EXERCISE DESCRIPTION: Scan the records and identify every line in which the string "false" occurs, then return those lines.

(AVAILABLE DATA begins)

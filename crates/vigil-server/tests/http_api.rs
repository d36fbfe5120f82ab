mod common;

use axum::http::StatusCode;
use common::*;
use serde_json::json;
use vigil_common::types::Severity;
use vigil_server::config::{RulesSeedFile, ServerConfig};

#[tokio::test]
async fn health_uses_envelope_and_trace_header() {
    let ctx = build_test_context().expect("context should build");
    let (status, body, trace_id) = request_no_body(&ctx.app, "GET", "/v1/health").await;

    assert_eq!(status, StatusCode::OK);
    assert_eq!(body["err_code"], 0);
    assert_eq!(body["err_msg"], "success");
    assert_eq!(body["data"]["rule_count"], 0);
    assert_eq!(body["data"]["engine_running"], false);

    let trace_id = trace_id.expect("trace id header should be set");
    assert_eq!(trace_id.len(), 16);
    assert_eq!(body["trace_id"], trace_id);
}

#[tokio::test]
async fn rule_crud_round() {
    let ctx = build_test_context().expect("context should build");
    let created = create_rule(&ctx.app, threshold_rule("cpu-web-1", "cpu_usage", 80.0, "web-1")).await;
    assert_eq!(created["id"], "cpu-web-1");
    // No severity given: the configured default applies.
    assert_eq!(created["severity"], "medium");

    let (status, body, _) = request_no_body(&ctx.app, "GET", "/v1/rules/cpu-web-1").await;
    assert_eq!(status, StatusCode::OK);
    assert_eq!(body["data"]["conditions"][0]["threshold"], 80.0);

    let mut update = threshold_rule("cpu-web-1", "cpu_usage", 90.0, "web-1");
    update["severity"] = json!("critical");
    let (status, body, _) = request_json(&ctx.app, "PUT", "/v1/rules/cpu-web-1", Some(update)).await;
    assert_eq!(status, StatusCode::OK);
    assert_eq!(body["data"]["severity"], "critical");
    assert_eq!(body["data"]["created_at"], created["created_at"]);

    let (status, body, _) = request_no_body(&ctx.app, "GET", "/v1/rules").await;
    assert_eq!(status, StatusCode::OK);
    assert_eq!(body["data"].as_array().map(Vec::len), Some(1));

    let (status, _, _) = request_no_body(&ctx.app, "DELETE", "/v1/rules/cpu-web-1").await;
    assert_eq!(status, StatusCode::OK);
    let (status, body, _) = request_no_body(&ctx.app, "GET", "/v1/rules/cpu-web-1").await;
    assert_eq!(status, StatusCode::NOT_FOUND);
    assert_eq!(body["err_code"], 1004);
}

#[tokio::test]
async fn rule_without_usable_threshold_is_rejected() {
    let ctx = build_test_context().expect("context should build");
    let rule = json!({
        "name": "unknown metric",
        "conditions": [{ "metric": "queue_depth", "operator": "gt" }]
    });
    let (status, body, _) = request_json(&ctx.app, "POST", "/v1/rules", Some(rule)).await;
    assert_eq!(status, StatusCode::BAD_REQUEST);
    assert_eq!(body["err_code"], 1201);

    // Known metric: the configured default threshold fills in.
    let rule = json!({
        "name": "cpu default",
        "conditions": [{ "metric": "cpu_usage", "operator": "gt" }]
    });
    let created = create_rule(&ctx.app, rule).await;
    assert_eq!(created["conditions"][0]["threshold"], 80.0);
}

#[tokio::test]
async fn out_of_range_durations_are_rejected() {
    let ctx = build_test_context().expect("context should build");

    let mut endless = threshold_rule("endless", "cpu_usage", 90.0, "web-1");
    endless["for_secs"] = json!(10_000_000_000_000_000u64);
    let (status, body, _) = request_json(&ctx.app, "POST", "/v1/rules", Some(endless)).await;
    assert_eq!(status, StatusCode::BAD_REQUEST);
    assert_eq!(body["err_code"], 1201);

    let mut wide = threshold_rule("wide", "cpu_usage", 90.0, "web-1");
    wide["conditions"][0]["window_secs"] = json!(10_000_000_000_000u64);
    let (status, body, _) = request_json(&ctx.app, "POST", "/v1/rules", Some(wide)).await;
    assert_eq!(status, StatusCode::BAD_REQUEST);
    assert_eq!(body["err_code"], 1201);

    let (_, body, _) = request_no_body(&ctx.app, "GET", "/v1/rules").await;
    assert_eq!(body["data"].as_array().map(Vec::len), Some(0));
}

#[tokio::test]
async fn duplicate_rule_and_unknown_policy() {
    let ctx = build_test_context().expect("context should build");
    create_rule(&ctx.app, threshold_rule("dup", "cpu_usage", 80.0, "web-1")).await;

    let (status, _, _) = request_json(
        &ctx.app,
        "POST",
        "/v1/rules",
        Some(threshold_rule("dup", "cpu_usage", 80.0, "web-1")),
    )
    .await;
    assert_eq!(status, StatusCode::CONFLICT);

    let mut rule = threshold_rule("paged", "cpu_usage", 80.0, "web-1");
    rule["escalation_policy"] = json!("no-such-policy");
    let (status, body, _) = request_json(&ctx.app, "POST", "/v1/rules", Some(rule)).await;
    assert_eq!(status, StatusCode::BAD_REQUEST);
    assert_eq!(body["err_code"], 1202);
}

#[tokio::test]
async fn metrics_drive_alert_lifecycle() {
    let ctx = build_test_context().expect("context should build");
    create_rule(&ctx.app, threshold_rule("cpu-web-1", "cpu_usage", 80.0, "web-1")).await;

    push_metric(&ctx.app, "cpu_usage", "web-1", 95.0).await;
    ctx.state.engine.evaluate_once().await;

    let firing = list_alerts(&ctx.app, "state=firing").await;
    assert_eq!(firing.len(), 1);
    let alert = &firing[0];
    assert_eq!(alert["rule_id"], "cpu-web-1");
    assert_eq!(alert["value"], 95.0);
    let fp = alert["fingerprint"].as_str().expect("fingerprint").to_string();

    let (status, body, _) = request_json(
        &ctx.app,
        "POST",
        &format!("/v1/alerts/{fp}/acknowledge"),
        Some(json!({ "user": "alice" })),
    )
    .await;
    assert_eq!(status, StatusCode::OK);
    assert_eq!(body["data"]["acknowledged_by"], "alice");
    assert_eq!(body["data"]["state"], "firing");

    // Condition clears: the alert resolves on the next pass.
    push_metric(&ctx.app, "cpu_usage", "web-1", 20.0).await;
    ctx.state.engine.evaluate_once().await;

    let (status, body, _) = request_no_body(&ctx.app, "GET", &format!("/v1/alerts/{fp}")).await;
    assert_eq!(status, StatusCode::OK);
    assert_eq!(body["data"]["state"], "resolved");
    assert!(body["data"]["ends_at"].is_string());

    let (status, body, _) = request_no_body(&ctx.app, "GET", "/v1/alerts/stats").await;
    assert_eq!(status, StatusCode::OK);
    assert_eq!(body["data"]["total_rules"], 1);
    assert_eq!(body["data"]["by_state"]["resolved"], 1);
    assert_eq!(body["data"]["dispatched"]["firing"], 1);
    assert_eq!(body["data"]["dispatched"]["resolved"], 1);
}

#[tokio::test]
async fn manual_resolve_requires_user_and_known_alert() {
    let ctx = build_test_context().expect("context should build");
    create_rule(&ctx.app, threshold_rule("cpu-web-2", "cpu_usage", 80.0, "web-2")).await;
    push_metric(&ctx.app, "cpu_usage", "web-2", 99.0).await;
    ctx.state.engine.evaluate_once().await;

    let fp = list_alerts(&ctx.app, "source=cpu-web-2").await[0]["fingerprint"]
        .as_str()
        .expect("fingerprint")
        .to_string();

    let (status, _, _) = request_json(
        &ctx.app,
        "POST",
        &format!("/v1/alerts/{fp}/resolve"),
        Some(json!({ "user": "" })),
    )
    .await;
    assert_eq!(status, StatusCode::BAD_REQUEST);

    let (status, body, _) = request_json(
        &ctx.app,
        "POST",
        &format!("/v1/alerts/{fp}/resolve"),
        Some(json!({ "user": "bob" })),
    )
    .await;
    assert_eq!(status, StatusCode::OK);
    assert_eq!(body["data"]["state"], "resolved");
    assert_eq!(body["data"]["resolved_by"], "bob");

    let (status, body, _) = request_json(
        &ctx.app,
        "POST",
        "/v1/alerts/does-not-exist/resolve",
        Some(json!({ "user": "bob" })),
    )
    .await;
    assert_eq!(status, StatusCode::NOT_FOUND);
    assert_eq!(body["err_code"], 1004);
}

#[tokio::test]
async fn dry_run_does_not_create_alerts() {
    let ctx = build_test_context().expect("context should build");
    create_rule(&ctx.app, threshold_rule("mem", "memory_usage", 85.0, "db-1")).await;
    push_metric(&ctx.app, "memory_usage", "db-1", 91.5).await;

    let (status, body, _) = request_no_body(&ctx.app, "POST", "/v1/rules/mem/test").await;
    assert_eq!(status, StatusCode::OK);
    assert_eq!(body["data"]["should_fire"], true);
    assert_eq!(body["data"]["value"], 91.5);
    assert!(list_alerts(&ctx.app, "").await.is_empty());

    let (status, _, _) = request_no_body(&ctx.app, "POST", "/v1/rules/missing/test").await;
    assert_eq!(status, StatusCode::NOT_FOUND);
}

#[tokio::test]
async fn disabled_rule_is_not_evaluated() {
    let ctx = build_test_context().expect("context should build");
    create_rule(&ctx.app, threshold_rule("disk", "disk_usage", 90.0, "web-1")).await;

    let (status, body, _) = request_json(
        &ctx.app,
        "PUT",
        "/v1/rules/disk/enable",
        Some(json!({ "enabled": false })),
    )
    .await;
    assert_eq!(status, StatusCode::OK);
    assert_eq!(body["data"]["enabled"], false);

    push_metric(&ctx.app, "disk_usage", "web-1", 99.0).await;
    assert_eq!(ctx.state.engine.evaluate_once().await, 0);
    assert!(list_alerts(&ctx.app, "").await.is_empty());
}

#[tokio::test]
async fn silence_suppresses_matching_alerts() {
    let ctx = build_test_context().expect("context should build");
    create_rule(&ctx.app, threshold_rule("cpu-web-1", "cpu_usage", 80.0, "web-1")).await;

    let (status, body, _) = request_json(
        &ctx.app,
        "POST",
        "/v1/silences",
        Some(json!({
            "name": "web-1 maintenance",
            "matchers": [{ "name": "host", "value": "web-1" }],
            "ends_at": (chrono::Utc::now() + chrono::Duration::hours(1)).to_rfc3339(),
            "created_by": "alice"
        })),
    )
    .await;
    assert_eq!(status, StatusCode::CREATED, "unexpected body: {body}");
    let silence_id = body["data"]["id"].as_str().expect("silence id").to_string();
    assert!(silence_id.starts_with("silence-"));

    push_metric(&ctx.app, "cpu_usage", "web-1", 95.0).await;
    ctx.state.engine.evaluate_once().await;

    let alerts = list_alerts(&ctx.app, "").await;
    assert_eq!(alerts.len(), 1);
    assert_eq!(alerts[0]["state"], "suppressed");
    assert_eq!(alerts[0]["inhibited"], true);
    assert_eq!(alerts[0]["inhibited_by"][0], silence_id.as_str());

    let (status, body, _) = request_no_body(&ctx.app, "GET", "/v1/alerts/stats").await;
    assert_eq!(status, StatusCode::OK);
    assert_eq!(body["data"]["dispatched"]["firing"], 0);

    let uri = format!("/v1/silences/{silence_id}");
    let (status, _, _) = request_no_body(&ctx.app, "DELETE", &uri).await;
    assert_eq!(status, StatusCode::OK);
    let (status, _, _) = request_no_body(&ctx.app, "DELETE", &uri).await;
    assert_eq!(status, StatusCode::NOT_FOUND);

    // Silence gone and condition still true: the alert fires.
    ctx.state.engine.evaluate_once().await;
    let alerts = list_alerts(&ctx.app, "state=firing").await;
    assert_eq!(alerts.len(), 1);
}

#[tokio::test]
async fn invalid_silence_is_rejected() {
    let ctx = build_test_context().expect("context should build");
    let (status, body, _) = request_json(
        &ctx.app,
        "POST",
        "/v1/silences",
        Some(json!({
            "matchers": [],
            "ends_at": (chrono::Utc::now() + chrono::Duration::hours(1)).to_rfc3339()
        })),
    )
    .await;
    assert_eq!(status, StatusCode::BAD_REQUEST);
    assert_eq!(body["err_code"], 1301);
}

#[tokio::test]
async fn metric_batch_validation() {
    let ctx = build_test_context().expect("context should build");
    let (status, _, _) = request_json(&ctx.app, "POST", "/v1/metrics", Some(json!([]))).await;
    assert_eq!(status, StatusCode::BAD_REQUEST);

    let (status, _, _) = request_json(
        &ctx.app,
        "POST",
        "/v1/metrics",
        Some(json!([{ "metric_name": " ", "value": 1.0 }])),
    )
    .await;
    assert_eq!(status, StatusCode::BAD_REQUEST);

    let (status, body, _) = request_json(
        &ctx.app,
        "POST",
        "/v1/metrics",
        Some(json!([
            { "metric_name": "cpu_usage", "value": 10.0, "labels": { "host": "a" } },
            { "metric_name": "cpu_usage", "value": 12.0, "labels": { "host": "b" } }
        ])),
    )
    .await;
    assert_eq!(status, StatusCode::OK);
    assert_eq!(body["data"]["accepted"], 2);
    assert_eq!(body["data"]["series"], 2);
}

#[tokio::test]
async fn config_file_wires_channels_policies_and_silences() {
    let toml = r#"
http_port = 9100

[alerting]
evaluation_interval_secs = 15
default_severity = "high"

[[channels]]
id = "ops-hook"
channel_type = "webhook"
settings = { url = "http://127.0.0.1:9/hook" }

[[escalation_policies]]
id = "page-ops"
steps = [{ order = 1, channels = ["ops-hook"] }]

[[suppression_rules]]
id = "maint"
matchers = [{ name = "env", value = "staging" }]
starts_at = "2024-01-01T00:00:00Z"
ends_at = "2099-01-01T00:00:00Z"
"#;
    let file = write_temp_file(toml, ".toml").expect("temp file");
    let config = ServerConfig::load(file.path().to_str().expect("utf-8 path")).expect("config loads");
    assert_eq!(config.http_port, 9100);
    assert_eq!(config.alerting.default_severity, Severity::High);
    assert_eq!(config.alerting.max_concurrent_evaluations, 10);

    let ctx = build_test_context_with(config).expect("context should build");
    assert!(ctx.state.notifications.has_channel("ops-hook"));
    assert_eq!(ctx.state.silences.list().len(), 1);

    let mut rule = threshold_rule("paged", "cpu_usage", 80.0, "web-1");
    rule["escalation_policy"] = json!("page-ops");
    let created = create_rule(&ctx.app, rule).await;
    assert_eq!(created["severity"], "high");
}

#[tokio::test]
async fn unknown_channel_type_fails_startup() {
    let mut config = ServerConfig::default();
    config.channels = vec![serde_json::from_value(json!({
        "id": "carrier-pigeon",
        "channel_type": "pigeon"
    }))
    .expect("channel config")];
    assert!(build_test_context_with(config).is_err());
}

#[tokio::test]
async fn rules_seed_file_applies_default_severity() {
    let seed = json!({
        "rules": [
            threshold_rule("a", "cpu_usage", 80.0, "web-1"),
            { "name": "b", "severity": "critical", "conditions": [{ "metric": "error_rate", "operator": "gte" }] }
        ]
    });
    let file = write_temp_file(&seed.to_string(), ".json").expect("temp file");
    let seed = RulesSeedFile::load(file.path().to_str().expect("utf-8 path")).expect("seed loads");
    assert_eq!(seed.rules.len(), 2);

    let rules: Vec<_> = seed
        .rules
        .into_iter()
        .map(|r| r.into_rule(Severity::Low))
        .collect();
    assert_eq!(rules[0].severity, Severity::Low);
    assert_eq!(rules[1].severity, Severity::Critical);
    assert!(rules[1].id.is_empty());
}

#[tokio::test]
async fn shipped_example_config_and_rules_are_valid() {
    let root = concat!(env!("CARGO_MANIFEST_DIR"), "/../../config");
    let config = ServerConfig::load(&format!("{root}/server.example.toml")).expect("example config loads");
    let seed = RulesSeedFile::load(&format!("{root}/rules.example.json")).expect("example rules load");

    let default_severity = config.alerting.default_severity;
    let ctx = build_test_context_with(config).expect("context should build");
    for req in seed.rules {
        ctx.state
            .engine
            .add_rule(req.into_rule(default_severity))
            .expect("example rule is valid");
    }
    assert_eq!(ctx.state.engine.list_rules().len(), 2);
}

(AVAILABLE DATA ends)
(AVAILABLE DATA begins)

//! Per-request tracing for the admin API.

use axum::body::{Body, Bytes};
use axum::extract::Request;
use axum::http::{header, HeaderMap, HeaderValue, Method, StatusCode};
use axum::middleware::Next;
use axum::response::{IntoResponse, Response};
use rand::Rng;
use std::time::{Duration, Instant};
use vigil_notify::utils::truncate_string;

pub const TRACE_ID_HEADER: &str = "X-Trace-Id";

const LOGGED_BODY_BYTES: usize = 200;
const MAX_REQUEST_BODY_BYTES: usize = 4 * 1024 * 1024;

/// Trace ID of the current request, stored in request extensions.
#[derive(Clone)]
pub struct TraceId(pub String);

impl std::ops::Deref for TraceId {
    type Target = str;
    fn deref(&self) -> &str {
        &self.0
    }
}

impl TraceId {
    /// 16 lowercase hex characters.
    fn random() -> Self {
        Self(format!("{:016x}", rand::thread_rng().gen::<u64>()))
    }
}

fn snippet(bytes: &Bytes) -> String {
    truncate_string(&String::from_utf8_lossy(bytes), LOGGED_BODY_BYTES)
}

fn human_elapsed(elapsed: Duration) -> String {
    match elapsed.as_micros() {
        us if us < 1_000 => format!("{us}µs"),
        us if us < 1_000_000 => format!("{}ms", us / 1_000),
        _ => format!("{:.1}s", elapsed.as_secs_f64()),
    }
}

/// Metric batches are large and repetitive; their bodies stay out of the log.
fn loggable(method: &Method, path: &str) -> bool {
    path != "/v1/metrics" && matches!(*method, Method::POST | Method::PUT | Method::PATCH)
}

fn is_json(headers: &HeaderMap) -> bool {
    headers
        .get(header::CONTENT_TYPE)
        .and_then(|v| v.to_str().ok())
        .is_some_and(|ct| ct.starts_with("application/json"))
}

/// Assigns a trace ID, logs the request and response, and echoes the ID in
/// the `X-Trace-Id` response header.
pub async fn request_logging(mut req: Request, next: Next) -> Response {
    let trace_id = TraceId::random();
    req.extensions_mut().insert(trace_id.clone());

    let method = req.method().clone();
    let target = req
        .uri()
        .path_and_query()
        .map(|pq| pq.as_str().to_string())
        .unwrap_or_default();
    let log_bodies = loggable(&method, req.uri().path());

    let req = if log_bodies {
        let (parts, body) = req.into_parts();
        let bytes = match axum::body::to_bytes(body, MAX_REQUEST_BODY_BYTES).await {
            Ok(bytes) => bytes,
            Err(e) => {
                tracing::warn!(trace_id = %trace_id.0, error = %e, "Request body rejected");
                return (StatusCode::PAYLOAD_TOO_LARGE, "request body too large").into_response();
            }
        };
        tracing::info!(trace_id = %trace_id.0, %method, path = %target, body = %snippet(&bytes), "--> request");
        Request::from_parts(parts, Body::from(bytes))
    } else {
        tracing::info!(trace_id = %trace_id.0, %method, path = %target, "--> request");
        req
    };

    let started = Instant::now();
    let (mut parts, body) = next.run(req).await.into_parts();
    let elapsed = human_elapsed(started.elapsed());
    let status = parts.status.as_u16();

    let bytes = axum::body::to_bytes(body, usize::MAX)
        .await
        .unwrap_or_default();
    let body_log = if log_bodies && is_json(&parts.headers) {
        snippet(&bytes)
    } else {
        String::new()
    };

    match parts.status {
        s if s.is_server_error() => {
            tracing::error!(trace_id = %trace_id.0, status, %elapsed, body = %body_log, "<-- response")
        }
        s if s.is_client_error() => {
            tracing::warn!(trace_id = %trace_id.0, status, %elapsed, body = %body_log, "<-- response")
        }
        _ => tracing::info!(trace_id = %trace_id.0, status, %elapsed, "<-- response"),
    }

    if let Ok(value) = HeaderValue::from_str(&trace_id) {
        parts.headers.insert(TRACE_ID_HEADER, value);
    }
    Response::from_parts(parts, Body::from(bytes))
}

(AVAILABLE DATA ends)

EXERCISE SOLUTION:
    assert_eq!(body["data"]["engine_running"], false);
        Some(json!({ "enabled": false })),
    assert_eq!(body["data"]["enabled"], false);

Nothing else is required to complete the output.